Read the records and gather each line that includes "info".

___ Extracted entries ___

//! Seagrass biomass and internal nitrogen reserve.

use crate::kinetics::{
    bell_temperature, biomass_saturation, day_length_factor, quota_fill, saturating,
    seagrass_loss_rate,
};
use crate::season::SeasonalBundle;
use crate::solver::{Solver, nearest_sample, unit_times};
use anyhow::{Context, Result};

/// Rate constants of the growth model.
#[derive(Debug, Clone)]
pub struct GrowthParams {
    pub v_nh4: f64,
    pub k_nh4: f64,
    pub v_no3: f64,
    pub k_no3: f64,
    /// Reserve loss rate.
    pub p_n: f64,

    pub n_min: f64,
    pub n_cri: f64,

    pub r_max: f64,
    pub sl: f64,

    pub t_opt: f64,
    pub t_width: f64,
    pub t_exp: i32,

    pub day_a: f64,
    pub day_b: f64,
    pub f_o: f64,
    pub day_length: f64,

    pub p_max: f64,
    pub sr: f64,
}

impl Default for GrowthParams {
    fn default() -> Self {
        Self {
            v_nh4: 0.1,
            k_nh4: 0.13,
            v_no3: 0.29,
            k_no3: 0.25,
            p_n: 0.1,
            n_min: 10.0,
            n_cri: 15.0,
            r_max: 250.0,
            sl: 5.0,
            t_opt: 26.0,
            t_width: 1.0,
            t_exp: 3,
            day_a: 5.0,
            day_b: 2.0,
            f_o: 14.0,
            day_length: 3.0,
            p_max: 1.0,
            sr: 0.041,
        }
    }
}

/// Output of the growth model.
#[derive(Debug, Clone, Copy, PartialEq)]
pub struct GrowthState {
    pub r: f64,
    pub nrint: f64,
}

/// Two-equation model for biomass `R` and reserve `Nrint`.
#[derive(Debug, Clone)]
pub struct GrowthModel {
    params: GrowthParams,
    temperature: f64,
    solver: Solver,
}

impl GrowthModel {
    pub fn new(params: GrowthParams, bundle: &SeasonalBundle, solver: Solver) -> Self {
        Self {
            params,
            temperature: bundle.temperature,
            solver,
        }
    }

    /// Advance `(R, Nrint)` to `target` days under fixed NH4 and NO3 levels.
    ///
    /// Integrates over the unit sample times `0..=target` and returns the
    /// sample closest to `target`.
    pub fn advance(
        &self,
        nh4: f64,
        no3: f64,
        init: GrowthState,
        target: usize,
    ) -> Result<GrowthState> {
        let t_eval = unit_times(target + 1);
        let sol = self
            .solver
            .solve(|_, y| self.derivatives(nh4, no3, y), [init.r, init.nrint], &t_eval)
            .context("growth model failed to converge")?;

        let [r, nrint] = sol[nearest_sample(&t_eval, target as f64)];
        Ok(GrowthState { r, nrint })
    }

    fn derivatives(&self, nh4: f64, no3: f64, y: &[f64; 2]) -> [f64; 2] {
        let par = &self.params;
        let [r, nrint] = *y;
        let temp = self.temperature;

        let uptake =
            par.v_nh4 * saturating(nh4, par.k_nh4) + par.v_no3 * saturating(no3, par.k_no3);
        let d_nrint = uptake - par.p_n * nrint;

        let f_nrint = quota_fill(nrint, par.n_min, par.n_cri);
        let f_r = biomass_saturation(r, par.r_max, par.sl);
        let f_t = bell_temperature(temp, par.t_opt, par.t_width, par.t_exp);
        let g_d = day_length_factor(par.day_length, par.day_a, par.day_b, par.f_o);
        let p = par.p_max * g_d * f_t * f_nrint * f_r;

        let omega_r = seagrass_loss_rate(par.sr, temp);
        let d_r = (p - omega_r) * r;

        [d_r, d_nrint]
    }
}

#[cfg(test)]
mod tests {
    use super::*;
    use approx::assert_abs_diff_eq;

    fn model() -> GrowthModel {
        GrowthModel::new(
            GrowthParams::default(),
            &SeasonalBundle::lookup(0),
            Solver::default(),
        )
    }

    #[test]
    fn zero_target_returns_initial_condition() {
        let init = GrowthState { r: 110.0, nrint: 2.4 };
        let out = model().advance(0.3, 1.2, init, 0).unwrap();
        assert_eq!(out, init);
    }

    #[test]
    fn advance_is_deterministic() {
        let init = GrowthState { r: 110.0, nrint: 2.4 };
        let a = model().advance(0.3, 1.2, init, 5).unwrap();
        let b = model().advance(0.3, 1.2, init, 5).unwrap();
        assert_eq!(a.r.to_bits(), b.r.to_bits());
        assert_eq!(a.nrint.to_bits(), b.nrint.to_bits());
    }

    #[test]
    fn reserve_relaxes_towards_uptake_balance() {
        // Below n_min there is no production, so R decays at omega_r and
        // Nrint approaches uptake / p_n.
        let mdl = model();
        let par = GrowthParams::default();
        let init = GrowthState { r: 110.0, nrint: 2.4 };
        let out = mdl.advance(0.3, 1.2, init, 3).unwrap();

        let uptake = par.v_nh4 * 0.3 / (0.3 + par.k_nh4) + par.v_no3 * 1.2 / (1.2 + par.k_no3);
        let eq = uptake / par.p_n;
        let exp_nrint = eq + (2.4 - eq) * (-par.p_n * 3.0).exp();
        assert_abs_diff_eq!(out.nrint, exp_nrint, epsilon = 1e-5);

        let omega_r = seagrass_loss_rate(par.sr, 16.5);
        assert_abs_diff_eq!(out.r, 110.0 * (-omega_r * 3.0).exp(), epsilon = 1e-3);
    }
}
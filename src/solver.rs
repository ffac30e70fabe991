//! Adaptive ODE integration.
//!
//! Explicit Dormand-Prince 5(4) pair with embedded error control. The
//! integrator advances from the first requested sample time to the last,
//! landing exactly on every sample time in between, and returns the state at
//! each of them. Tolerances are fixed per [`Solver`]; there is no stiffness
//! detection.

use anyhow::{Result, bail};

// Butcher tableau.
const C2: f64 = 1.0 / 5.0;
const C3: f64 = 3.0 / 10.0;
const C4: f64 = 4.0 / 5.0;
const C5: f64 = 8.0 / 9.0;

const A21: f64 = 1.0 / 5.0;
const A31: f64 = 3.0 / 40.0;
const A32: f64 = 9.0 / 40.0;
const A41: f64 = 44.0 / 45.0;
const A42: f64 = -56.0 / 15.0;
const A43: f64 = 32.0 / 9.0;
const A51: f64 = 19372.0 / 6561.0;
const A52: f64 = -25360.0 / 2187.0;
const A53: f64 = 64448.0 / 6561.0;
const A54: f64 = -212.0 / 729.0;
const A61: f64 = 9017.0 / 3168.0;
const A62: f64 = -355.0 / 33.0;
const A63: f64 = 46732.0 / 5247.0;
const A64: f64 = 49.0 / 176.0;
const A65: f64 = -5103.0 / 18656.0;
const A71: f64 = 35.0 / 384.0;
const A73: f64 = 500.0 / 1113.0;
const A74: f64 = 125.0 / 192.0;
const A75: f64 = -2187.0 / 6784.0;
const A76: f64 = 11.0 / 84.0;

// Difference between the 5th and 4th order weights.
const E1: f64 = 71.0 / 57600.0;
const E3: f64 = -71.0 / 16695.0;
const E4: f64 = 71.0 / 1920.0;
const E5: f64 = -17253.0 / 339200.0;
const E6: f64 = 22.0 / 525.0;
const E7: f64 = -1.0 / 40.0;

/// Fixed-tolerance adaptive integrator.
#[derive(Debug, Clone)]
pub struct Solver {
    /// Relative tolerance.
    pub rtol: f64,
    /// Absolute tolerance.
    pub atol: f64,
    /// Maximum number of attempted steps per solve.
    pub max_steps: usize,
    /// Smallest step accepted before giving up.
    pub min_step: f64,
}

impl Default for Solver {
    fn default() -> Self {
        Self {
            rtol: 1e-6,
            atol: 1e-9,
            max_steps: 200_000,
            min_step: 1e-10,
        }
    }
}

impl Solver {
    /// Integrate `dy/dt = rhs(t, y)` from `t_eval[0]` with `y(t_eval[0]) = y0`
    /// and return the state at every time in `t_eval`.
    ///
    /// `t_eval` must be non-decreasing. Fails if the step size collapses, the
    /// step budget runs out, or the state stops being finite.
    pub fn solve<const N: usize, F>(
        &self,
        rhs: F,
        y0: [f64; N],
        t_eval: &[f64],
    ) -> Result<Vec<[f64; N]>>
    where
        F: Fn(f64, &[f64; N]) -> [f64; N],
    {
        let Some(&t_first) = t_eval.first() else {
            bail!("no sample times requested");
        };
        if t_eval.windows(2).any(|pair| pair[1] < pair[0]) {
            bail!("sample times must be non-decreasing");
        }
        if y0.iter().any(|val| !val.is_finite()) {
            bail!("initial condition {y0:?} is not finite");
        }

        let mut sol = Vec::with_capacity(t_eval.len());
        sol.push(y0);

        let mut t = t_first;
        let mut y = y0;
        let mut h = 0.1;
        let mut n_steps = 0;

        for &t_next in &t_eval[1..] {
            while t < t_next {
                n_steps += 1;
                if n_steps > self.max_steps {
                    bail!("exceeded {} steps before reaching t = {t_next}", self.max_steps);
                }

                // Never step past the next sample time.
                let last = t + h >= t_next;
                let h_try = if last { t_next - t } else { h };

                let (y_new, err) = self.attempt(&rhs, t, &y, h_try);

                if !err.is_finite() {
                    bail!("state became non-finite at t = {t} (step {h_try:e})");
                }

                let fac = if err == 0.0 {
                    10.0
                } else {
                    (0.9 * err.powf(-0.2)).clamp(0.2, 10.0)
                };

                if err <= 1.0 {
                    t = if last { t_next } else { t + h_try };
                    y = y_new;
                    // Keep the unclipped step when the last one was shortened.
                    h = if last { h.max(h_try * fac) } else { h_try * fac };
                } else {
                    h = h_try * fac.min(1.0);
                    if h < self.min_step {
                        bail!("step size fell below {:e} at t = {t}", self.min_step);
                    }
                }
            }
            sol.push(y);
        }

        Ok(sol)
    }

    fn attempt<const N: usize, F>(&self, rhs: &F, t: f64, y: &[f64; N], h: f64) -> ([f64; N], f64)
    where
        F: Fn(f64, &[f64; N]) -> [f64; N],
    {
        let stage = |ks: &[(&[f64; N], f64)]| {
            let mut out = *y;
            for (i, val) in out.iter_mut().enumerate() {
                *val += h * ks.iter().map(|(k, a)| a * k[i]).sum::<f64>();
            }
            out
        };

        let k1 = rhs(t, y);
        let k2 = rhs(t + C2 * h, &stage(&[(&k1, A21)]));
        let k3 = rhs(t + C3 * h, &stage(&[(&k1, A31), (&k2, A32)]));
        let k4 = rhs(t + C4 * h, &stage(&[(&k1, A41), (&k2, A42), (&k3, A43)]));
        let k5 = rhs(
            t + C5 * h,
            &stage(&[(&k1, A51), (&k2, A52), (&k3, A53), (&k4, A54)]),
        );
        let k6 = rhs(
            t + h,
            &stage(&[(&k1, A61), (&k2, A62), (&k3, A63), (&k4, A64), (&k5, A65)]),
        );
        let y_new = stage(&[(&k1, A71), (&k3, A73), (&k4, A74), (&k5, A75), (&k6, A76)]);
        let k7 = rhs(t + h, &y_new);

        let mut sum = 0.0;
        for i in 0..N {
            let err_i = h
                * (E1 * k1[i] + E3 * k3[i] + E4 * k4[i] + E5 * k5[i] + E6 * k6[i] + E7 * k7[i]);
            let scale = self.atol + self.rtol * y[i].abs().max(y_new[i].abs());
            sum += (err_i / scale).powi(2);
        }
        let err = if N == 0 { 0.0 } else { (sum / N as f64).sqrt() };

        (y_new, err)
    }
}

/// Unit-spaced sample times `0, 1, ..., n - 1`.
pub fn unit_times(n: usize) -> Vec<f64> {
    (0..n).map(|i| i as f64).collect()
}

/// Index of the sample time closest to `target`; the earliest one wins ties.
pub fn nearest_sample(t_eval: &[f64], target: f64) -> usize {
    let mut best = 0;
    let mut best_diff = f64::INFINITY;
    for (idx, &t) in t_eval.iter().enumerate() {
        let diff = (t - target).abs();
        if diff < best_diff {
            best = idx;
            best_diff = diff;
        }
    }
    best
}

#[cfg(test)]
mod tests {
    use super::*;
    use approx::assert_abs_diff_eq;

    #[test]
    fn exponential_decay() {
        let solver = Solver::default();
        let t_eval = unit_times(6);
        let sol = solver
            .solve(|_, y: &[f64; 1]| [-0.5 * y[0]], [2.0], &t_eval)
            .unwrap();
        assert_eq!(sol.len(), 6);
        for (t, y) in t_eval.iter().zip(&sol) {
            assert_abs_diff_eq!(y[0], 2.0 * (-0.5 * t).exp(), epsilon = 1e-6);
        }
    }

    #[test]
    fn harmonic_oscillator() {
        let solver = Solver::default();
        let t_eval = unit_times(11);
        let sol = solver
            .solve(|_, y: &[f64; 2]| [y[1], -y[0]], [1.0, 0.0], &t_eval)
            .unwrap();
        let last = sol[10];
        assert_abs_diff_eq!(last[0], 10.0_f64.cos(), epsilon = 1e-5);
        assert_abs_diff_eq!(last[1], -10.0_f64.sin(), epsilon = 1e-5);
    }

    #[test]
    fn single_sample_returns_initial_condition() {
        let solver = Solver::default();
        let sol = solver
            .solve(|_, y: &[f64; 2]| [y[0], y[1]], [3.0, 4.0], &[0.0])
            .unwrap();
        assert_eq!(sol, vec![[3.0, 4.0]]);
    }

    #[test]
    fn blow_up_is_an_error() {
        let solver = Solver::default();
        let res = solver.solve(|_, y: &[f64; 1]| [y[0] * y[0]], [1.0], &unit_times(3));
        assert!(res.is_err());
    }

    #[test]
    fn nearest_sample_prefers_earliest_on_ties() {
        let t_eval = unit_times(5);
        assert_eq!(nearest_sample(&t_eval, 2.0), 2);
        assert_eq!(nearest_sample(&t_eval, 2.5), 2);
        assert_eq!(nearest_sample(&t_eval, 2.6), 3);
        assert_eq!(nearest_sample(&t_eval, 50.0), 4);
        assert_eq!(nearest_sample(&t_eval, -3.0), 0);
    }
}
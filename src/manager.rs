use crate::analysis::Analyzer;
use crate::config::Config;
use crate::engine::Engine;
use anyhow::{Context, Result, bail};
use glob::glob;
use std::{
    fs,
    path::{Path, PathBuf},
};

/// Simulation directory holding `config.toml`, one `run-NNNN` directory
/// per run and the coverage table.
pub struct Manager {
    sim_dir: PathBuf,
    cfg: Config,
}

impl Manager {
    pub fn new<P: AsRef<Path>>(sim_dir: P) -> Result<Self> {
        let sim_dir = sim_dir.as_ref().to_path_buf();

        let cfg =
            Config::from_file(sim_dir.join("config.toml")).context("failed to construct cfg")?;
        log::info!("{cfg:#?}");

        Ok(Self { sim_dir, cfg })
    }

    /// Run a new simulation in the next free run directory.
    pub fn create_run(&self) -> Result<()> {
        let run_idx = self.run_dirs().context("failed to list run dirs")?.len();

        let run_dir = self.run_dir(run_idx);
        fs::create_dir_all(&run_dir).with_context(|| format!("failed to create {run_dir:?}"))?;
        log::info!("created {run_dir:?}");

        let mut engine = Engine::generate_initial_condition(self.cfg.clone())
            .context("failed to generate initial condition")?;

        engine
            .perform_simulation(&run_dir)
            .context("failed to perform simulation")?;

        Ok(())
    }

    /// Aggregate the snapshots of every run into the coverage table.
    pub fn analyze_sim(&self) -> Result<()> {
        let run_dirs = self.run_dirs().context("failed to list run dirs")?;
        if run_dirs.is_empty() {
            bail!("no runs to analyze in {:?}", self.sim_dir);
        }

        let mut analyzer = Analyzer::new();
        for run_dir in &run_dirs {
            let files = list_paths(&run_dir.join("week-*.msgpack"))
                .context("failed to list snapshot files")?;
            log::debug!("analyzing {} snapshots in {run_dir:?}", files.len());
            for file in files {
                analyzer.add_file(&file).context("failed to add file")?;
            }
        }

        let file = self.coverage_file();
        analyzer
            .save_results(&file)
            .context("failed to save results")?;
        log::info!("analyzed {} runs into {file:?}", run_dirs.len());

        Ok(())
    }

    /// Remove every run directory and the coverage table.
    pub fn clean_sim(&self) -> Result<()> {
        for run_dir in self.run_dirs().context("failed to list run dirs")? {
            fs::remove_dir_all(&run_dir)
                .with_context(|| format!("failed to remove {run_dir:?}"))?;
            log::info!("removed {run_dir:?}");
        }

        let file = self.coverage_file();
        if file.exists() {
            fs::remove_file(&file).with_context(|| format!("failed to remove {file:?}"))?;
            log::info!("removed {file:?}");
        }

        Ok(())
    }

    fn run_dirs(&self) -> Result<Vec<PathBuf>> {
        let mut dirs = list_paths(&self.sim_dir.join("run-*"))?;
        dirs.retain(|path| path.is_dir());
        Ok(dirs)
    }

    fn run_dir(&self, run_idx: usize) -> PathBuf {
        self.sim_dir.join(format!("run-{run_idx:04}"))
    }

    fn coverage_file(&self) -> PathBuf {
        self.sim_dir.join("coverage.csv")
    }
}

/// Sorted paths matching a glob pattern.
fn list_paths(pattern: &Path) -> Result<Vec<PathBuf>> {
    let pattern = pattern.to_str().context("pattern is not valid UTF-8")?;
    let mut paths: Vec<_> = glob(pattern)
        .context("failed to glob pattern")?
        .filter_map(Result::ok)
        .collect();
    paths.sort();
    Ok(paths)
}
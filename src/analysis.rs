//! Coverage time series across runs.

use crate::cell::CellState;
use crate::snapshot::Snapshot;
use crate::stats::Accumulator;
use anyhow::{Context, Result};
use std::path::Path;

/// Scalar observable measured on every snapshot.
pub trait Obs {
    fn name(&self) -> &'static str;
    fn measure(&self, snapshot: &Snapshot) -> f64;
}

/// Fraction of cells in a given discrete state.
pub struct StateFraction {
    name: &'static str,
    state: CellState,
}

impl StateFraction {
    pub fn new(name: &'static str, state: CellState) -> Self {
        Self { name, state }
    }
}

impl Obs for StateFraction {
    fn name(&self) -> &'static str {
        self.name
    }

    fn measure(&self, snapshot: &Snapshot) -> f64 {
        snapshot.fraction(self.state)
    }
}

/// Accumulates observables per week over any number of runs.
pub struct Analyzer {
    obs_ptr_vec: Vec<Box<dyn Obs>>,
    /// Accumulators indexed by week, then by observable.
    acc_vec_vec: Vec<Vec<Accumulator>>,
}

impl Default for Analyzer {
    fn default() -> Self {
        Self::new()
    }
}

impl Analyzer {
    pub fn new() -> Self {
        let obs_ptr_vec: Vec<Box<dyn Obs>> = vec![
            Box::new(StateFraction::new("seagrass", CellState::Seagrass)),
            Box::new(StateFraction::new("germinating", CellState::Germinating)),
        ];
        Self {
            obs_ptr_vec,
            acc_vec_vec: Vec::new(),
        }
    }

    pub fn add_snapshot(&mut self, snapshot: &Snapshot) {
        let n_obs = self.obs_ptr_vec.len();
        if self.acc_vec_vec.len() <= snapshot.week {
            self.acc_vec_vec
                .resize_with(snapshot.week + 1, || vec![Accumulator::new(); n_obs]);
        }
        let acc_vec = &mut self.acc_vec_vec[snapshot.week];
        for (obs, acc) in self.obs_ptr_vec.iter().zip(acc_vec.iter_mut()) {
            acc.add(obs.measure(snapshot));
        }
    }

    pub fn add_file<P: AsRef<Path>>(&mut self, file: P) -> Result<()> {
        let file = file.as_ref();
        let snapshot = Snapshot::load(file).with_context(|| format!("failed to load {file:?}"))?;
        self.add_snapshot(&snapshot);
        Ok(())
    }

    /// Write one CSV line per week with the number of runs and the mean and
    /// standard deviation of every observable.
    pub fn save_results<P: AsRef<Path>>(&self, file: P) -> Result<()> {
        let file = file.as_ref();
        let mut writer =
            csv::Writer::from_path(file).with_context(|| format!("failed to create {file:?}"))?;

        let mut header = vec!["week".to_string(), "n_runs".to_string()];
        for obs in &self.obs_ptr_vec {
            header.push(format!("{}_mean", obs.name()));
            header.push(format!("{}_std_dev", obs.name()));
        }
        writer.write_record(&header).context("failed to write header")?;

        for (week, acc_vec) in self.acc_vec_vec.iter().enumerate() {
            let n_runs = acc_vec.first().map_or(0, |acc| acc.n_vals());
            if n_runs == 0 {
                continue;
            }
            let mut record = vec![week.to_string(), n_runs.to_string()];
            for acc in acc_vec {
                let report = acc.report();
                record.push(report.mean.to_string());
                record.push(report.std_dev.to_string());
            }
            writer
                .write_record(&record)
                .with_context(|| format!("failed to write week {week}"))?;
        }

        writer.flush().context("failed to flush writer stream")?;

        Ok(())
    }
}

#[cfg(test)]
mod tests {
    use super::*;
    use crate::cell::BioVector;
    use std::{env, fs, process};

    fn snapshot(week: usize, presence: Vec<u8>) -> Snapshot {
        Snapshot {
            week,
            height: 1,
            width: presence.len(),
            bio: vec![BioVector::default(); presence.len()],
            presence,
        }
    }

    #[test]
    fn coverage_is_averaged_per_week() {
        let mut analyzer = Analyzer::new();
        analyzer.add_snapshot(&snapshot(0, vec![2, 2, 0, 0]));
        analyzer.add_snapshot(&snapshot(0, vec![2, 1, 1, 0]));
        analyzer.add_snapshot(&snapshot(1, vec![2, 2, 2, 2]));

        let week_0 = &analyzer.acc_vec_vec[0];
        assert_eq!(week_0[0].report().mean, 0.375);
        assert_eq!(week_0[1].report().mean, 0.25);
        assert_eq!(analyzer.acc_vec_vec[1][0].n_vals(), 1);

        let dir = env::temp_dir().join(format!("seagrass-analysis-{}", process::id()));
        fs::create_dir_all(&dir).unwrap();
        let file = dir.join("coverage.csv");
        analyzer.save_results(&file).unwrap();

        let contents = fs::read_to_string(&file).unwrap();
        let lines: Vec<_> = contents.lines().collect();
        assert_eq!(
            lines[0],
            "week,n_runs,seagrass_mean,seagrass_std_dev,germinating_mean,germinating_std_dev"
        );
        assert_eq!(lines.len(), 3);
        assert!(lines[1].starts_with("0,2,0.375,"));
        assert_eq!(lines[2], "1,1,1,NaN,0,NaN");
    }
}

___

Response to the exercise:
        log::info!("{cfg:#?}");
        log::info!("created {run_dir:?}");
        log::info!("analyzed {} runs into {file:?}", run_dirs.len());
            log::info!("removed {run_dir:?}");
            log::info!("removed {file:?}");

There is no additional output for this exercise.